Weight Loss Calculator
How This Calculator Works
Simple energy-balance math: each kilogram of body fat stores about 7,700 kcal. So sustained daily deficit times days, divided by 7,700, gives kilograms lost.
Δweight (kg) ≈ (deficit_kcal_per_day × days) / 7,700
Δweight (lb) ≈ (deficit_kcal_per_day × days) / 3,500
Projected weight = current weight − Δweight Citations: The 3,500 kcal/lb (= 7,700 kcal/kg) rule traces to Wishnofsky M., "Caloric equivalents of gained or lost weight," American Journal of Clinical Nutrition, 1958;6(5):542–546. For a more accurate dynamic model that accounts for metabolic adaptation, see Hall KD, Sacks G, Chandramohan D, et al. "Quantification of the effect of energy imbalance on bodyweight." The Lancet, 2011;378(9793):826–837.
Why Real Results Differ
The 3,500 kcal-per-pound rule overestimates long-term loss. As you lose weight your TDEE drops (a smaller body burns less), and spontaneous activity tends to drop too. After a few months, the same diet that produced a 500 kcal/day deficit at the start might be only a 200 kcal/day deficit. Recalculate your TDEE every 5–10 lb of progress and adjust your calorie target downward to keep moving.
Limitations
The first 5–10 lb of any deficit-driven loss is largely water and glycogen, not fat — so early loss tends to outpace the math. After that, fat loss is slower than the projection because of adaptive thermogenesis (Hall et al., 2011, models this in detail). Use the projection for planning expectations, not as a precise schedule.

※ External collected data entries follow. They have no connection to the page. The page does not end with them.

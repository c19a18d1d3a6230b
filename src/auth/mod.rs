//! Login, registration and the stored session.

mod client;
mod session;
mod validation;

pub use client::{error_message_from_detail, AuthClient};
pub use session::*;
pub use validation::*;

Lower bounds: avoid sustained calorie targets below ~1,200 kcal (women) or ~1,500 kcal (men) without clinical guidance. If your math pushes you that low, consider extending the timeline or adding activity instead of cutting more.
Frequently Asked Questions
Where does the 3,500 kcal per pound rule come from?
It's a 1958 estimate by Max Wishnofsky, based on the energy density of pure body fat. It's a useful shorthand for short-term planning — at a 500 kcal/day deficit, you can expect to lose about 1 lb of fat per week, at first. The rule overestimates loss long-term because metabolism adapts as you get smaller. Hall et al. (2011) published a more accurate dynamic model that accounts for that adaptation.
Why does the calculator show a slowdown?
Real bodies adapt to deficits. As you lose weight, your TDEE drops because a smaller body needs fewer calories. Your activity tends to drop slightly too (less spontaneous movement). After a few months, you might be in only a 200 kcal deficit even though you're still eating the same number that produced a 500 kcal deficit at the start. The simple model ignores this; we project the simple version, but you should expect to plateau and need to adjust.
Is 1 lb per week realistic long-term?
Realistic for the first few weeks. After 8–12 weeks, most people see the rate slow to 0.5 lb/week or less, even at the same calorie target. This is normal and expected — recalculate your TDEE every 5–10 lb of weight change and you'll keep results moving. Going below ~1,200 kcal (women) or ~1,500 kcal (men) to maintain a high deficit is generally not recommended.
What deficit should I pick?
For most healthy adults, 500 kcal/day (~1 lb/week) is sustainable for the first 2–3 months. 250 kcal/day (~0.5 lb/week) is gentler and easier to maintain long-term. Above 750 kcal/day in deficit tends to come with more muscle loss, faster metabolic adaptation, and higher dropout rates — even though the scale moves faster initially.
Will I lose only fat?
No, but you can lose mostly fat. With a moderate deficit (under 1% of bodyweight per week), enough protein (1.6–2.2 g/kg), and resistance training, the majority of weight loss is fat. Without those things — especially without strength training — you can lose 25% or more as muscle. The protein and lifting matter more than the deficit size.
What does the projection ignore?
Glycogen and water — the first 5–10 lb of any deficit-driven loss is largely water and glycogen depletion, which is fast and doesn't follow the 3,500 kcal rule. After that, fat loss kicks in. The projection treats the entire change as fat. For 8+ week projections this is fine; for shorter periods, expect the early loss to be faster than the math suggests.
Can I trust this projection?
For directional planning, yes. For exact numbers, no. The actual rate depends on adherence, metabolic adaptation, water and glycogen swings, and your individual physiology. Use the projection to set expectations and pick a deficit, not to predict your weight on a specific date. If you're planning around a date, give yourself a buffer.
What if I want to gain weight?
Same math, opposite direction — enter a negative deficit (i.e., a surplus). For lean muscle gain, 250 kcal/day surplus is realistic for most. 500 kcal/day surplus tends to come with more fat gain. You can't add muscle infinitely fast: roughly 2 lb/month for beginners, less for intermediate lifters, well under that for advanced.